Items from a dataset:
------------------------------------

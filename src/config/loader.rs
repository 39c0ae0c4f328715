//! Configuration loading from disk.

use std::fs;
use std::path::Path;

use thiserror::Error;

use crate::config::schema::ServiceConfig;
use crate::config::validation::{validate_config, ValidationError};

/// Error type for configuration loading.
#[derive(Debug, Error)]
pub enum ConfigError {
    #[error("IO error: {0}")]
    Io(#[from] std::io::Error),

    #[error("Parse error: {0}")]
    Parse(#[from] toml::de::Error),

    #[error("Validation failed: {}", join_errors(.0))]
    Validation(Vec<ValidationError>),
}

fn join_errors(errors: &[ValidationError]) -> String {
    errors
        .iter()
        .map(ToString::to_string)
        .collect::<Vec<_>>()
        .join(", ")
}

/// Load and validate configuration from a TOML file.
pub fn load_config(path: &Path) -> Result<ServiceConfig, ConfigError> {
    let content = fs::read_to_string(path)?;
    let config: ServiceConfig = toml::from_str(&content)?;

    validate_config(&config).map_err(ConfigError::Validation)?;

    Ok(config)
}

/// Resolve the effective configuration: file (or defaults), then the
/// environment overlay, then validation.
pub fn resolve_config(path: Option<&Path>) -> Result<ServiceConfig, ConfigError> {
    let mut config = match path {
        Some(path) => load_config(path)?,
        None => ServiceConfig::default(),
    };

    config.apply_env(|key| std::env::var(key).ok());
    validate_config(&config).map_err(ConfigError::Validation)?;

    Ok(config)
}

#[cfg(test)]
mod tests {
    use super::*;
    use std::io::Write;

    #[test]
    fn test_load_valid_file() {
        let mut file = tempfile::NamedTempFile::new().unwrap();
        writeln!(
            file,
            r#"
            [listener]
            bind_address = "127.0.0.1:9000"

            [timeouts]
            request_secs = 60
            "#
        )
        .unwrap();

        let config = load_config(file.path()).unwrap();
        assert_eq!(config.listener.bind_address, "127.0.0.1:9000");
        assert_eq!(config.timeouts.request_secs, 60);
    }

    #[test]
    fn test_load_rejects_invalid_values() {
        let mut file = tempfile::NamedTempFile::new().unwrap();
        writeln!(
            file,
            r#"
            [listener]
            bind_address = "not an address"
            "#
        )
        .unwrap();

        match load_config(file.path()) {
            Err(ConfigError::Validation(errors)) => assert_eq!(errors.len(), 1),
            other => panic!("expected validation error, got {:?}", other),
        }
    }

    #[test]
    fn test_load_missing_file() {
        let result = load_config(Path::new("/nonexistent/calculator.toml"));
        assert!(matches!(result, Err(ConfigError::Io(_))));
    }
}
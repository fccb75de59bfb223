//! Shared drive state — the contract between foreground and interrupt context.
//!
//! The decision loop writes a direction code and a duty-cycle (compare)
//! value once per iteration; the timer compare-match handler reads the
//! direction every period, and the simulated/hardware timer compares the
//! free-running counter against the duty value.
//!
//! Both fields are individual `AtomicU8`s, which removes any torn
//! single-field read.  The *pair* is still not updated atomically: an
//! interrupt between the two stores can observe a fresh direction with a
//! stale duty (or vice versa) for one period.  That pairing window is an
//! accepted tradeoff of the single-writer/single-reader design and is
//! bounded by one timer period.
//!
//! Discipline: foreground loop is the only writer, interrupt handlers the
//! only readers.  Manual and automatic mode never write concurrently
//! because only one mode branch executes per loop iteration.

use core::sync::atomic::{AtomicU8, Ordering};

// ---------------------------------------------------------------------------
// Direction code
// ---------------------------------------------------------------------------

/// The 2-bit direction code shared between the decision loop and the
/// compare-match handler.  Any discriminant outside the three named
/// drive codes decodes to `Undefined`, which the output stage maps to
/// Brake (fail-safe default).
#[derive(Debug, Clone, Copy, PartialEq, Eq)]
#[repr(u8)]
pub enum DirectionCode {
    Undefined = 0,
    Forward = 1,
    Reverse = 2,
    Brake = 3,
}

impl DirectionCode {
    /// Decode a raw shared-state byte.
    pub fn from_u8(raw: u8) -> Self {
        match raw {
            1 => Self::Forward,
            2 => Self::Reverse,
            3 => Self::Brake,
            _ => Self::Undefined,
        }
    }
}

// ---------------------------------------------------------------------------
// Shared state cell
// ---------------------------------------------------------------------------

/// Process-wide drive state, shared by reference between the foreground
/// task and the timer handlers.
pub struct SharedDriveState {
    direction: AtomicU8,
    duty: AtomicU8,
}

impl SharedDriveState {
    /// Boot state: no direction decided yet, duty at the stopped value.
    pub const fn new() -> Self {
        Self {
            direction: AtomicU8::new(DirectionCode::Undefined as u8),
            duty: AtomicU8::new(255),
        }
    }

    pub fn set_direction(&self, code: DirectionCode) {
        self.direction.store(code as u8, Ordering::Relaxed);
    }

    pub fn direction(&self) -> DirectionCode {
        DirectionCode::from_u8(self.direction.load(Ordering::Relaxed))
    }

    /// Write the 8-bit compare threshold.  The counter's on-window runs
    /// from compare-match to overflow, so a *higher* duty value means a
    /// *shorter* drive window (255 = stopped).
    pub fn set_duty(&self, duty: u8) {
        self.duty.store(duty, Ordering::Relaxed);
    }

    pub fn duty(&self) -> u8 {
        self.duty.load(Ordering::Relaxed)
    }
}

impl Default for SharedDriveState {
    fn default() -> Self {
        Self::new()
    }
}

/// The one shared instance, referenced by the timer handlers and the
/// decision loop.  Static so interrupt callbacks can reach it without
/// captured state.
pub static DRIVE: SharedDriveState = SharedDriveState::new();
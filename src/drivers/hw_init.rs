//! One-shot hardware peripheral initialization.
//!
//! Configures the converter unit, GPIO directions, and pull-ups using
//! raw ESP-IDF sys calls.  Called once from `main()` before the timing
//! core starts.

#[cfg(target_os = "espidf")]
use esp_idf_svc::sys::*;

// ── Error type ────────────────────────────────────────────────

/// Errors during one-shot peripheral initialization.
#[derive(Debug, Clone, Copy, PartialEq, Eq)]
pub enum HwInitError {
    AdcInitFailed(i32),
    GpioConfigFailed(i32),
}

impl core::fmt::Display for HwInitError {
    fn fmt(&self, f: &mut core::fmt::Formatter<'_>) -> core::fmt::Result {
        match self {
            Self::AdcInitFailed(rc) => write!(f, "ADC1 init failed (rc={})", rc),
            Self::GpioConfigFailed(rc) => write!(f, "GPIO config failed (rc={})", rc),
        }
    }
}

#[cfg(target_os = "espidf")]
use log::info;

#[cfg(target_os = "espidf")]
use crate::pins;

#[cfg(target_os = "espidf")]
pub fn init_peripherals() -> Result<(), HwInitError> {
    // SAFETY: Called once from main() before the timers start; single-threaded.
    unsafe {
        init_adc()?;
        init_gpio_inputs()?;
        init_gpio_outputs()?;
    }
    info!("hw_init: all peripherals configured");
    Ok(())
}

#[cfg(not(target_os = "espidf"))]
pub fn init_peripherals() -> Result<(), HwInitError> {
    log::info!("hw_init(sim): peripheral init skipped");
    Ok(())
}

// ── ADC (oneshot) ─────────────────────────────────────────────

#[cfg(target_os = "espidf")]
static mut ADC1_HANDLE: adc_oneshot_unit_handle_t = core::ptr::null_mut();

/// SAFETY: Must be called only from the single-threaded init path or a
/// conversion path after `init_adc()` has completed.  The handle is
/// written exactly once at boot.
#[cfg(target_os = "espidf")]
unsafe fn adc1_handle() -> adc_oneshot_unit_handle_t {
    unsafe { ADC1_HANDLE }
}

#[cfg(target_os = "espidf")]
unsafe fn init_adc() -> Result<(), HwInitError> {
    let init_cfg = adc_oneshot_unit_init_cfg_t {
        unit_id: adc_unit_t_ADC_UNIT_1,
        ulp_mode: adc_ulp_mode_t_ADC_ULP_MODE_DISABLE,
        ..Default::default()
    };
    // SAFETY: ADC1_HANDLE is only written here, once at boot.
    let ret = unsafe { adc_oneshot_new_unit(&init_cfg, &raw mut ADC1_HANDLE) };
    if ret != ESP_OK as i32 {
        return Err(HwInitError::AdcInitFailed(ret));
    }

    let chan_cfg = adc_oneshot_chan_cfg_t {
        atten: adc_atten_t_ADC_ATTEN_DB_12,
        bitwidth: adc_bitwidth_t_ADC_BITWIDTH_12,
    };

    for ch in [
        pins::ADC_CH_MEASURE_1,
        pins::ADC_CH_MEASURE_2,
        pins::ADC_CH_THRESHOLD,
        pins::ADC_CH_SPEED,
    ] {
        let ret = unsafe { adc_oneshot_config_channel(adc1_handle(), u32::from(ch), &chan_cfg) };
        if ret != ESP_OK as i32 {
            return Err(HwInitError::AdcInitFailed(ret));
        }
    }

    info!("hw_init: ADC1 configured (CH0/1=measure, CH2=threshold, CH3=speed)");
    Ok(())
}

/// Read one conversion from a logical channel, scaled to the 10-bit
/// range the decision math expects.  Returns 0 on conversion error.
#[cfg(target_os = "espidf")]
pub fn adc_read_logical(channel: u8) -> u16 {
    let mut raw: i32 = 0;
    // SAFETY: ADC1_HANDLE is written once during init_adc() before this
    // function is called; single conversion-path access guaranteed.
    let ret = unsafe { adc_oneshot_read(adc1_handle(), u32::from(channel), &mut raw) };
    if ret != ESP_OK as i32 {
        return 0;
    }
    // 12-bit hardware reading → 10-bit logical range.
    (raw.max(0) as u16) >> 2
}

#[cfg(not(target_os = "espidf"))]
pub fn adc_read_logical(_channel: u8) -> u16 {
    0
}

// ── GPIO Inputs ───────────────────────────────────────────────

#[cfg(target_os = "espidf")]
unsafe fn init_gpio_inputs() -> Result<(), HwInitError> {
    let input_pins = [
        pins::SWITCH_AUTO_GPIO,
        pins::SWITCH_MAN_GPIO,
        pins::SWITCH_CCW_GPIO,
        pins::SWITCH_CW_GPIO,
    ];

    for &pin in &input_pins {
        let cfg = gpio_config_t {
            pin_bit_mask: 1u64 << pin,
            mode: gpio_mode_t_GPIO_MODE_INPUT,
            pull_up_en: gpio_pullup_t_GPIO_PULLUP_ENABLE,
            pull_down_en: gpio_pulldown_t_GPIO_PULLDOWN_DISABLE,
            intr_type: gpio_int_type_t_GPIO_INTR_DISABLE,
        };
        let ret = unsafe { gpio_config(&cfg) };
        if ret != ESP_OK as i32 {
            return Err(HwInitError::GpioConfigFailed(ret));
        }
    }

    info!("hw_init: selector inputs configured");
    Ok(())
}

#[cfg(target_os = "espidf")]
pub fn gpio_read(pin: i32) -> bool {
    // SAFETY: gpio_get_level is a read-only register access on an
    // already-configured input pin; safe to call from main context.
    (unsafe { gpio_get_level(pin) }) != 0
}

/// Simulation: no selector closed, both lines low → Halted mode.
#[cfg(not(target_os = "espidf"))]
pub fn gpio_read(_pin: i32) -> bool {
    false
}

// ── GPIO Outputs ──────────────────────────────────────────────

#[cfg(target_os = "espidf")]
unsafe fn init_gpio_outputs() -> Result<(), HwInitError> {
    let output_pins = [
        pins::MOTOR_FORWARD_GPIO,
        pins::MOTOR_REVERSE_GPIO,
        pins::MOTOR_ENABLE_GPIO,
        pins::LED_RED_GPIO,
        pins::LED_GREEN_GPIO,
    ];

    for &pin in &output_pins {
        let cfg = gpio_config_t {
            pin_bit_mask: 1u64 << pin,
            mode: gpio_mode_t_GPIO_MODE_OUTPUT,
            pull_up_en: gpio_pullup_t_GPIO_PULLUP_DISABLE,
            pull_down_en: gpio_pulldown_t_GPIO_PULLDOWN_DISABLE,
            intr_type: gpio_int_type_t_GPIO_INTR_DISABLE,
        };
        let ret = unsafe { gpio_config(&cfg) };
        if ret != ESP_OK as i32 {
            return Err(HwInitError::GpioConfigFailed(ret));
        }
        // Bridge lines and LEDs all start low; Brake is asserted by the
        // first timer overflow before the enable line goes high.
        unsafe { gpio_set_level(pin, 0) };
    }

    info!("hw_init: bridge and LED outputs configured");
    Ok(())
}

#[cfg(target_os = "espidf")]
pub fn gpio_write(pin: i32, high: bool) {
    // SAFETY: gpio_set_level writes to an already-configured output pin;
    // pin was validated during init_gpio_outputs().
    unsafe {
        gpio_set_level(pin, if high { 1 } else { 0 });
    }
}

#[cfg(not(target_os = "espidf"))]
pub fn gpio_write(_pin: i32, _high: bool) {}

------------------------------------

Task brief: Wherever the string "foreground" appears in the data above, report the whole line.

Finished task:
//! Shared drive state — the contract between foreground and interrupt context.
//! Discipline: foreground loop is the only writer, interrupt handlers the
/// Process-wide drive state, shared by reference between the foreground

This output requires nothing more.